Though a bond, on strictly legal principles, is not assignable, yet in equity it is, and courts of law have *167permitted an assignee to sue on a specialty in the name of the assignor, and even to avoid any payment made to the assignor after due notice to the obligor of the assigment. (a) This has loug been the received law. This is a right and not a favor; and if a right, it follows ex debito justitice that the cestui que trust must be protected against any fraudulent attempts of the trustee, in violation of his duty, to destroy the action.
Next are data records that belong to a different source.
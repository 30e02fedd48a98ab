#![deny(missing_docs)]
//! MacroLens command-line interface.
//!
//! Fetches a macro usage snapshot once and renders the dashboard charts.

mod http;

use clap::{Args, Parser, Subcommand, ValueEnum};
use http::HttpSnapshotSource;
use macrolens_core::{
    ChartKind, Dashboard, FileSnapshotSource, SnapshotCache, SnapshotSource, SnapshotState,
    render_chart_markdown, render_chart_text, render_json, render_markdown, render_text,
};
use std::path::PathBuf;

pub(crate) type CliResult<T> = Result<T, Box<dyn std::error::Error + Send + Sync>>;

const DEFAULT_DATA_URL: &str = "http://127.0.0.1:8080/data";

#[derive(Parser)]
#[command(name = "macrolens", version, about = "MacroLens dashboard CLI")]
struct Cli {
    #[command(subcommand)]
    command: Commands,
}

#[derive(Args, Clone)]
struct SourceArgs {
    /// Endpoint serving the snapshot document.
    #[arg(long, env = "MACROLENS_DATA_URL", default_value = DEFAULT_DATA_URL)]
    url: String,
    /// Read the snapshot from a local JSON file instead of the endpoint.
    #[arg(long, env = "MACROLENS_DATA_FILE")]
    file: Option<PathBuf>,
}

#[derive(Args, Clone)]
struct OutputArgs {
    /// Output format for report data.
    #[arg(long, value_enum, default_value_t = OutputFormat::Text)]
    format: OutputFormat,
    /// Write the report to a file instead of stdout.
    #[arg(long = "report-output")]
    report_output: Option<PathBuf>,
}

#[derive(ValueEnum, Copy, Clone, Debug, Eq, PartialEq)]
enum OutputFormat {
    Text,
    Json,
    Markdown,
}

#[derive(Subcommand)]
enum Commands {
    /// Render every dashboard chart.
    Dashboard {
        #[command(flatten)]
        source: SourceArgs,
        #[command(flatten)]
        report: OutputArgs,
    },
    /// Render a single chart.
    Chart {
        /// Chart to render, e.g. `derive-usage` or `definitions-per-repo`.
        chart: ChartKind,
        #[command(flatten)]
        source: SourceArgs,
        #[command(flatten)]
        report: OutputArgs,
    },
    /// List the chart names accepted by `chart`.
    Charts,
}

#[cfg(not(test))]
#[tokio::main]
async fn main() -> CliResult<()> {
    env_logger::Builder::from_env(env_logger::Env::default().default_filter_or("warn")).init();
    let cli = Cli::parse();

    match cli.command {
        Commands::Dashboard { source, report } => {
            let selection = resolve_source_args(&source)?;
            run_dashboard(selection, report).await?
        }
        Commands::Chart {
            chart,
            source,
            report,
        } => {
            let selection = resolve_source_args(&source)?;
            run_chart(selection, chart, report).await?
        }
        Commands::Charts => print!("{}", render_chart_list()),
    }

    Ok(())
}

#[cfg(test)]
fn main() {}

enum SnapshotSelection {
    Http(String),
    File(PathBuf),
}

impl SnapshotSelection {
    fn into_source(self) -> Box<dyn SnapshotSource + Send> {
        match self {
            Self::Http(url) => Box::new(HttpSnapshotSource::new(url)),
            Self::File(path) => Box::new(FileSnapshotSource::new(path)),
        }
    }
}

fn resolve_source_args(source: &SourceArgs) -> CliResult<SnapshotSelection> {
    if let Some(file) = source.file.clone() {
        return Ok(SnapshotSelection::File(file));
    }
    let trimmed = source.url.trim();
    if trimmed.is_empty() {
        return Err("url cannot be empty".into());
    }
    Ok(SnapshotSelection::Http(trimmed.to_string()))
}

/// Fetch the session snapshot on the blocking pool.
async fn load_snapshot(selection: SnapshotSelection) -> CliResult<SnapshotState> {
    let state = tokio::task::spawn_blocking(move || {
        let cache = SnapshotCache::new(selection.into_source());
        cache.load()
    })
    .await?;
    if let SnapshotState::Failed(reason) = &state {
        log::warn!("rendering empty charts: {reason}");
    }
    Ok(state)
}

async fn run_dashboard(selection: SnapshotSelection, output: OutputArgs) -> CliResult<()> {
    let state = load_snapshot(selection).await?;
    let dashboard = Dashboard::build(&state);
    emit_dashboard(&dashboard, &output).await
}

async fn run_chart(
    selection: SnapshotSelection,
    kind: ChartKind,
    output: OutputArgs,
) -> CliResult<()> {
    let state = load_snapshot(selection).await?;
    let dashboard = Dashboard::build(&state);
    emit_chart(&dashboard, kind, &output).await
}

async fn emit_dashboard(dashboard: &Dashboard, output: &OutputArgs) -> CliResult<()> {
    let contents = match output.format {
        OutputFormat::Text => render_text(dashboard),
        OutputFormat::Markdown => render_markdown(dashboard),
        OutputFormat::Json => render_json(dashboard)?,
    };
    emit_output(output, contents).await
}

async fn emit_chart(dashboard: &Dashboard, kind: ChartKind, output: &OutputArgs) -> CliResult<()> {
    let contents = match output.format {
        OutputFormat::Text => render_chart_text(dashboard, kind),
        OutputFormat::Markdown => render_chart_markdown(dashboard, kind),
        OutputFormat::Json => render_json(&dashboard.chart(kind))?,
    };
    emit_output(output, contents).await
}

async fn emit_output(output: &OutputArgs, contents: String) -> CliResult<()> {
    if let Some(path) = &output.report_output {
        if let Some(parent) = path.parent() {
            tokio::fs::create_dir_all(parent).await?;
        }
        tokio::fs::write(path, contents).await?;
    } else {
        print!("{contents}");
    }
    Ok(())
}

fn render_chart_list() -> String {
    ChartKind::ALL
        .iter()
        .map(|kind| format!("{:<36} {}\n", kind.name(), kind.title()))
        .collect()
}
It has been said there is nothing in the bond, condition, or plea from which the court can infer that Green is a trustee, and that we are not permitted to go out of the record for evidence of the fact. The articles by which this trust was created are, it is true, not on the record, but in a case of [144] this nature, the court feel themselves authorized to examine the question in a broader light, and to receive affidavits to prove the fact. It appears clearly and undeniably that Green was a trustee for the wife, and our opinion is that the release be set aside, and that Green show cause why an attachment should not go against him for this violation of his duty. (b)
Motion granted.

 See McCuttum v. Coxe, 1 Dallas 139. Numberless decisions both in England and this country confirm the doctrine laid down in the text. See 1 Bac. Abr. 249, ( Wils. edit.,) where some of the leading cases are collected.

 See Legh v. Legh, 1 Bos. and Pull. 447, (Day’s edit.,) and cases cited in the note; 2 Selw. N. P. 499, note 31, (Phila. Edit.)